Extracted entries:
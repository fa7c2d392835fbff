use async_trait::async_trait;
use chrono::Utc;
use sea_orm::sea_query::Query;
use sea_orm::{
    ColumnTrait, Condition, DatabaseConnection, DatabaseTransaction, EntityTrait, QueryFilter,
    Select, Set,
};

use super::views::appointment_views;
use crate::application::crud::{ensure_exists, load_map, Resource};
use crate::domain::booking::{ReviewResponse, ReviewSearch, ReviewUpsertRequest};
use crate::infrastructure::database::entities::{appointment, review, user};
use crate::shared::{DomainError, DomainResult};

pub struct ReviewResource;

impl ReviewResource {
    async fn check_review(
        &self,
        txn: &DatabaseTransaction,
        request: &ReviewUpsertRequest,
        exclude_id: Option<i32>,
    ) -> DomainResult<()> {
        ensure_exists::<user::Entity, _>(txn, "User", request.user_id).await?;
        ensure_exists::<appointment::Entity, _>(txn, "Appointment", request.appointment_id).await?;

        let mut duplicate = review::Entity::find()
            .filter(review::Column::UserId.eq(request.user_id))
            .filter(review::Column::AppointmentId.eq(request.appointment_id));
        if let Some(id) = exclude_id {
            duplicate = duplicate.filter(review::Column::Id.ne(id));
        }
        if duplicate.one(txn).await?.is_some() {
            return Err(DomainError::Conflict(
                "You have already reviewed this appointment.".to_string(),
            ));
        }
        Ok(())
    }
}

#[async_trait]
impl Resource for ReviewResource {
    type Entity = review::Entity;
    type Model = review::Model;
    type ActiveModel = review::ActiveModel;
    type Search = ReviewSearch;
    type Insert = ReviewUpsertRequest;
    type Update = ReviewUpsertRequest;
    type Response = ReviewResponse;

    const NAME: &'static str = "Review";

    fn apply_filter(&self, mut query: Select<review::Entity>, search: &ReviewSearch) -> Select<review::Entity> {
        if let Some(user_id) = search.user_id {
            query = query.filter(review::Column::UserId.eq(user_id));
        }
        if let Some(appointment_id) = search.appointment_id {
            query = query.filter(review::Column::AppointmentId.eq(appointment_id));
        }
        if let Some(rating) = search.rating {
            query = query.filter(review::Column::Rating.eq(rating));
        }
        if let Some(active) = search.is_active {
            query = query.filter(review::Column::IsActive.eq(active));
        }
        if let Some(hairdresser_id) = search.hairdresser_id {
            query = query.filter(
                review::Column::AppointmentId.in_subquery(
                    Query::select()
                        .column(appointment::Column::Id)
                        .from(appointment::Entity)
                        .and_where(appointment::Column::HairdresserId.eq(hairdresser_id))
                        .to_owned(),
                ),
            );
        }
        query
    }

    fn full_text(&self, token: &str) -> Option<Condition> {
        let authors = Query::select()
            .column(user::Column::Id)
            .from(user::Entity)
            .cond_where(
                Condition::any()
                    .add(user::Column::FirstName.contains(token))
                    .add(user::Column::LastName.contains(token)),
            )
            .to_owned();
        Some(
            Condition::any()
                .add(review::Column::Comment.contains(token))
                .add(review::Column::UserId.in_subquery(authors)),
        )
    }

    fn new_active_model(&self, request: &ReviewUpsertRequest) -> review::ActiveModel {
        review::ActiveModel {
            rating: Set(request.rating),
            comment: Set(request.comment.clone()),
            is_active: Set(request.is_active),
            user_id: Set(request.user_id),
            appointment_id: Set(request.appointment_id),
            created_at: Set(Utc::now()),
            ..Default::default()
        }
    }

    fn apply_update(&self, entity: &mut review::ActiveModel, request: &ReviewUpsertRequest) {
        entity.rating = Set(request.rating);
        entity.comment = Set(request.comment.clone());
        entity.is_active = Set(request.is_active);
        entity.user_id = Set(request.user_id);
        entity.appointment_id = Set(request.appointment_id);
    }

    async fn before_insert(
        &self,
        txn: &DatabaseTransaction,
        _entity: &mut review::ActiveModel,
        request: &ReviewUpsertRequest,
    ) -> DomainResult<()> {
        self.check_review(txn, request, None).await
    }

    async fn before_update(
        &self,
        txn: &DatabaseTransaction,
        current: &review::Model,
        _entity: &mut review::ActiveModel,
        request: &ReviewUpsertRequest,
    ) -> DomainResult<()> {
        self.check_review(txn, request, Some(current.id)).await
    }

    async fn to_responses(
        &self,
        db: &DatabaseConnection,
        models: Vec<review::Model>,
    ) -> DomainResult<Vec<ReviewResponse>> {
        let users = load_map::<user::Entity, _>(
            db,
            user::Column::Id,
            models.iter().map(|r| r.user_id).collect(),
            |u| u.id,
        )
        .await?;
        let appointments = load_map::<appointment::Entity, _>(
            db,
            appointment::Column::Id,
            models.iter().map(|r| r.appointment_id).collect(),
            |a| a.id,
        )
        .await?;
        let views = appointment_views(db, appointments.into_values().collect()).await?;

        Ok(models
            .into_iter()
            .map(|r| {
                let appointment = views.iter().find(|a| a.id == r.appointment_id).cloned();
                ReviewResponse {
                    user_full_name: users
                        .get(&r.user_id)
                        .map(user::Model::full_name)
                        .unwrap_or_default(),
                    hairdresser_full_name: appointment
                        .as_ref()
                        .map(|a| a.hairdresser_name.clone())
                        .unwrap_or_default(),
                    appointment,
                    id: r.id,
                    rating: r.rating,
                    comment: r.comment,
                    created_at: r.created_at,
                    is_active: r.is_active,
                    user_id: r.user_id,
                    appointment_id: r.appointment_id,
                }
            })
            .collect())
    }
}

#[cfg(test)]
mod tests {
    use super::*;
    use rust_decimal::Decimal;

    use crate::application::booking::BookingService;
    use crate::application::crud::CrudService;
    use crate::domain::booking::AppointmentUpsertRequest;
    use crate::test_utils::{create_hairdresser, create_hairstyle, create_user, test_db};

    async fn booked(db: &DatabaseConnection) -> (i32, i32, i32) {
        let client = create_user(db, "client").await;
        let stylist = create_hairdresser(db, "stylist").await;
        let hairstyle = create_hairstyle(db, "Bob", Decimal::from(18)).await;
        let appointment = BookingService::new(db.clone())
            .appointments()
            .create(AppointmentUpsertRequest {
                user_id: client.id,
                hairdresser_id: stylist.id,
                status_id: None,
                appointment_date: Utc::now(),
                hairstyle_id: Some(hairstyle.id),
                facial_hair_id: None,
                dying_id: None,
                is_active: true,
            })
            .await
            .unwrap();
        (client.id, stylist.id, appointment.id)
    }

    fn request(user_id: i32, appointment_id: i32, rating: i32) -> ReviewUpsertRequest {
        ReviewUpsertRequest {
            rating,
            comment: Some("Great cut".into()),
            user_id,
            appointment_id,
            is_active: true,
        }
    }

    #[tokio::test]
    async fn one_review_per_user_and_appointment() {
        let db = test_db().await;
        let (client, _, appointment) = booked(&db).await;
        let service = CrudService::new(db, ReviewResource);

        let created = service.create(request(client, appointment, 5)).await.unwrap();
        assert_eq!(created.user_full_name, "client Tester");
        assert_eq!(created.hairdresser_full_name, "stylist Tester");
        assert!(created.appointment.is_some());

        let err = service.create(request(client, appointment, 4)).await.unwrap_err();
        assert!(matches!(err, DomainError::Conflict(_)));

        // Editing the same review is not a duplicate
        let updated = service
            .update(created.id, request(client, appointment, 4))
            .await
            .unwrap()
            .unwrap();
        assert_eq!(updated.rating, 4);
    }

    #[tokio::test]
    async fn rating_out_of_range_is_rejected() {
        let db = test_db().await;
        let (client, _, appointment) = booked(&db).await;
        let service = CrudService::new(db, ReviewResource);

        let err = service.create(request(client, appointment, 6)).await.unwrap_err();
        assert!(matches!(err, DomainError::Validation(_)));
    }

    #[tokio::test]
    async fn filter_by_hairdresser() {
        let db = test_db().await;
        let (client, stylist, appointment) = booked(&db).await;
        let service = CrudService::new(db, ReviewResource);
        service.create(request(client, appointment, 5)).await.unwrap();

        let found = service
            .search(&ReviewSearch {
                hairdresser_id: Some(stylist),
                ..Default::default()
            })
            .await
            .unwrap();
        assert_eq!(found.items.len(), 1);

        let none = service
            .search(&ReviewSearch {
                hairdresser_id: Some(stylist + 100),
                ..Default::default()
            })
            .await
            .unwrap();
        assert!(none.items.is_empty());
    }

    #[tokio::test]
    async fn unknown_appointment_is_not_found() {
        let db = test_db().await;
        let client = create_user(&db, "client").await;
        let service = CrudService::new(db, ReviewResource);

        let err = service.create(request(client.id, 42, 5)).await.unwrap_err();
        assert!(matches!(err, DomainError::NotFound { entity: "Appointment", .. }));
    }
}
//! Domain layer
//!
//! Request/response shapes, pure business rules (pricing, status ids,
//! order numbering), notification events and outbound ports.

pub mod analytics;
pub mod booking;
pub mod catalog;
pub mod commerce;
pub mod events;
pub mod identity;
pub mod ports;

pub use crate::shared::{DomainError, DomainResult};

...

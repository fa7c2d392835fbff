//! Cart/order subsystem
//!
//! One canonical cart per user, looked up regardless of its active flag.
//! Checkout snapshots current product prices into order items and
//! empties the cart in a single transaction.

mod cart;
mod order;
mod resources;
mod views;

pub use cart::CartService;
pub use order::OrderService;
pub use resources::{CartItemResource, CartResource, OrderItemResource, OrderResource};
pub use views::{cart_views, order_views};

--

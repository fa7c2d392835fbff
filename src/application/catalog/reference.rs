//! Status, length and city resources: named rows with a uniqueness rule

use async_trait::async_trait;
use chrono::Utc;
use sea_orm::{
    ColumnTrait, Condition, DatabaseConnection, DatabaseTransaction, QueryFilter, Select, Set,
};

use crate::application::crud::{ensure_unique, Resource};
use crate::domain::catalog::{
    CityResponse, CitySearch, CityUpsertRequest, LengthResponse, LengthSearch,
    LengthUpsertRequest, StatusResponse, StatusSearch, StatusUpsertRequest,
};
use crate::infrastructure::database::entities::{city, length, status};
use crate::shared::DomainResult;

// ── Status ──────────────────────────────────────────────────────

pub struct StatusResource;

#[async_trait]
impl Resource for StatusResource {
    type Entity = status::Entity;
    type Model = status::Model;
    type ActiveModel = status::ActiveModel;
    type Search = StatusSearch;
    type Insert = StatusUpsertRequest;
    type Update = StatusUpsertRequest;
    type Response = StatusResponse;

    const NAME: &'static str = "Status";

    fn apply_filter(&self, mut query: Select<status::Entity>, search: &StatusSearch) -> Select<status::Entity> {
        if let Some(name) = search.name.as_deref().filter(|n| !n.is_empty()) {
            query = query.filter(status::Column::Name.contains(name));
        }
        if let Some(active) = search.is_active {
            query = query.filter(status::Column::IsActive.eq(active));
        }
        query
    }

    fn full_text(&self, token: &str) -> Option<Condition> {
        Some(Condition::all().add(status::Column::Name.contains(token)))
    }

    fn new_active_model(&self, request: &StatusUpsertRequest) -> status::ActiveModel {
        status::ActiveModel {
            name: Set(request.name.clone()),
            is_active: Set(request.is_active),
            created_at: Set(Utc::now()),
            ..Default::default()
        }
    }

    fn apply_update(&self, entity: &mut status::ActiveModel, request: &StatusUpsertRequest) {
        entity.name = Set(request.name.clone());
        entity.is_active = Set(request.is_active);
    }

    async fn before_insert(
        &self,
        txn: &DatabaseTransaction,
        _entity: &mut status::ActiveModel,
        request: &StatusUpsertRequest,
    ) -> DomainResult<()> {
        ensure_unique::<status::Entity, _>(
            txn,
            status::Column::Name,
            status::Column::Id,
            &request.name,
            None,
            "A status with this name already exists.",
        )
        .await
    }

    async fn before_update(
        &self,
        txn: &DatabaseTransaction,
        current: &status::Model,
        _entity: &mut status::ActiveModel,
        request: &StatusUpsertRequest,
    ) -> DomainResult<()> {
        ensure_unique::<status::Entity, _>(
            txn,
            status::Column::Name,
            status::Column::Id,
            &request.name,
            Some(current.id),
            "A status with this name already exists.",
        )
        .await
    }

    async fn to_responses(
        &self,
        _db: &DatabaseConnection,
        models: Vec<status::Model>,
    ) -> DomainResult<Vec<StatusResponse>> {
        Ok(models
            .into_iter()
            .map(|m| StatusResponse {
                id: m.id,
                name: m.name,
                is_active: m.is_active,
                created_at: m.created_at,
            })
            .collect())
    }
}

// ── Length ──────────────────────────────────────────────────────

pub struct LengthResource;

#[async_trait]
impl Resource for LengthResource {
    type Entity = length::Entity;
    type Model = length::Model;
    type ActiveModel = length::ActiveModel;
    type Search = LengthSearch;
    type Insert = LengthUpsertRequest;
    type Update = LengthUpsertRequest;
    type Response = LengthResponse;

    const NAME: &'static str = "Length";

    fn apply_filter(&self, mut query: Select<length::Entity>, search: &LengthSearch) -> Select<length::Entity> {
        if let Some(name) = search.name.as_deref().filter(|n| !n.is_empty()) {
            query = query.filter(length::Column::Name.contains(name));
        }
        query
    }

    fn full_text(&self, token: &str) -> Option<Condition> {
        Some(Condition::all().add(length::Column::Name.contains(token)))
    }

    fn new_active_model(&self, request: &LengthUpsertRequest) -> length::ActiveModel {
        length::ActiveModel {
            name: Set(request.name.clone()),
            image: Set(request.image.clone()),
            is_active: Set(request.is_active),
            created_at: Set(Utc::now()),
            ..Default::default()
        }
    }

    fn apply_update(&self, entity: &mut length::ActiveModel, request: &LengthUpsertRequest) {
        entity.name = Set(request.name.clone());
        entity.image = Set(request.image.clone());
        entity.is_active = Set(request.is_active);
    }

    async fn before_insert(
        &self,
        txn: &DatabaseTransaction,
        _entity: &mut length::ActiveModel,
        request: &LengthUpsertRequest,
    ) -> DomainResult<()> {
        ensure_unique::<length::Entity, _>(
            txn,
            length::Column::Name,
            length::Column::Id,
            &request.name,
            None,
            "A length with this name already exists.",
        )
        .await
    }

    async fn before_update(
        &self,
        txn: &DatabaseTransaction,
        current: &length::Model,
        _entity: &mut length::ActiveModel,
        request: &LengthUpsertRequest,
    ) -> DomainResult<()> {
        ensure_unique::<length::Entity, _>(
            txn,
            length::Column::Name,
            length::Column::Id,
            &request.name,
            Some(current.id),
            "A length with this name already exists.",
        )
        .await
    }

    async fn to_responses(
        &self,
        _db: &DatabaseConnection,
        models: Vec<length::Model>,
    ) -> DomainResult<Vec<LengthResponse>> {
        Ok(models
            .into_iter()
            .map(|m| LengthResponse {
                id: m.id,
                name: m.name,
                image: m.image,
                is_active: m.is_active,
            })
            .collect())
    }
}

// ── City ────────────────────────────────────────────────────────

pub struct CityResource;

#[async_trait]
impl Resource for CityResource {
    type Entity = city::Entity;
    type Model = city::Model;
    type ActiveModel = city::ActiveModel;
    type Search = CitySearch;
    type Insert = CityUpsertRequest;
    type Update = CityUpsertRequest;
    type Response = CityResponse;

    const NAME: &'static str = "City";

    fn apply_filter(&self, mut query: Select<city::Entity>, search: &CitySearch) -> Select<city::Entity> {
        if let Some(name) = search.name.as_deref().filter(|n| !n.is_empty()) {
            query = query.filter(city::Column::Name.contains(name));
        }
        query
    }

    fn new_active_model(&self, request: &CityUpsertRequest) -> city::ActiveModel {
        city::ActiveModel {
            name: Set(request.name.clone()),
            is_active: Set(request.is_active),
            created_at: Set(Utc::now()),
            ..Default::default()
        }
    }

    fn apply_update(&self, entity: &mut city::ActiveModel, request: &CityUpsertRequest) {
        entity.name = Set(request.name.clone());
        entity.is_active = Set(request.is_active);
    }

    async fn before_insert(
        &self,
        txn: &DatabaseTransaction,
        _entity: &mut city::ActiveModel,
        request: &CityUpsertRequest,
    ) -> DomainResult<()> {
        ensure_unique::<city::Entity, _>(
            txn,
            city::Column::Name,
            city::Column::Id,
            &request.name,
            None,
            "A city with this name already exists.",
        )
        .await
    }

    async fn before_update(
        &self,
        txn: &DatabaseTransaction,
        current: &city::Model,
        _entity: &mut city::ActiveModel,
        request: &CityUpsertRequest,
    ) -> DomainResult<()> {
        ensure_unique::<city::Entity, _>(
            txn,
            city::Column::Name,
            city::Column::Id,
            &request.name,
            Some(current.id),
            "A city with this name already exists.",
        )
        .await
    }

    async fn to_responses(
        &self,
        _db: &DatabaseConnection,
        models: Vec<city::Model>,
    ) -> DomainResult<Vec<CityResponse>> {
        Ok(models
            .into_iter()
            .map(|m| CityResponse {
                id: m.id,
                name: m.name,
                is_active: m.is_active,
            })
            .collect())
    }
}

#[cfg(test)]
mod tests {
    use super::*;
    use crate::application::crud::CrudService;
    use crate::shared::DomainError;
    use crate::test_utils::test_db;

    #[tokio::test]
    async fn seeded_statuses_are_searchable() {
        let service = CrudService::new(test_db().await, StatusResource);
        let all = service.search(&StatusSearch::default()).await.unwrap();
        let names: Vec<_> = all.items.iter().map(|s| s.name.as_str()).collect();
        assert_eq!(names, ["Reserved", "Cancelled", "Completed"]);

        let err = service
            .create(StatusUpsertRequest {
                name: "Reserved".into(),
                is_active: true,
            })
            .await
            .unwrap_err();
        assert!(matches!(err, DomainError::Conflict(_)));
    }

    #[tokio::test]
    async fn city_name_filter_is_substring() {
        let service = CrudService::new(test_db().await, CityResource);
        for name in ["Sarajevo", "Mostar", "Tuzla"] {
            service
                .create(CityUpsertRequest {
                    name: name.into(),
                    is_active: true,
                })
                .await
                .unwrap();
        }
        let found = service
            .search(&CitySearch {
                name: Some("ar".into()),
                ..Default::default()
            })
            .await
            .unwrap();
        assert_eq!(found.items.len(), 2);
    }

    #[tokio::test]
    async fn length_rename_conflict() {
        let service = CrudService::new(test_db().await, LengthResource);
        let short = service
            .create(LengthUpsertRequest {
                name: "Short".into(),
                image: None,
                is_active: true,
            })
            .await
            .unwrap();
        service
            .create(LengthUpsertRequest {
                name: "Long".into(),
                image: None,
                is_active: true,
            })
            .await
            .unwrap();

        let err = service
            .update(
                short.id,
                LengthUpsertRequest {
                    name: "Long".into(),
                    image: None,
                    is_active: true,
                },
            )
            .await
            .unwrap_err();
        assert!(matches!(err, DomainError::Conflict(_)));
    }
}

Problem: Proceeding from the line containing "fn request(user_id: i32, appointment_id: i32, rating: i32)" through the line containing "assert_eq!(updated.rating, 4);", transcribe the lines above exactly, both end lines included.

Answer area:
    fn request(user_id: i32, appointment_id: i32, rating: i32) -> ReviewUpsertRequest {
        ReviewUpsertRequest {
            rating,
            comment: Some("Great cut".into()),
            user_id,
            appointment_id,
            is_active: true,
        }
    }

    #[tokio::test]
    async fn one_review_per_user_and_appointment() {
        let db = test_db().await;
        let (client, _, appointment) = booked(&db).await;
        let service = CrudService::new(db, ReviewResource);

        let created = service.create(request(client, appointment, 5)).await.unwrap();
        assert_eq!(created.user_full_name, "client Tester");
        assert_eq!(created.hairdresser_full_name, "stylist Tester");
        assert!(created.appointment.is_some());

        let err = service.create(request(client, appointment, 4)).await.unwrap_err();
        assert!(matches!(err, DomainError::Conflict(_)));

        // Editing the same review is not a duplicate
        let updated = service
            .update(created.id, request(client, appointment, 4))
            .await
            .unwrap()
            .unwrap();
        assert_eq!(updated.rating, 4);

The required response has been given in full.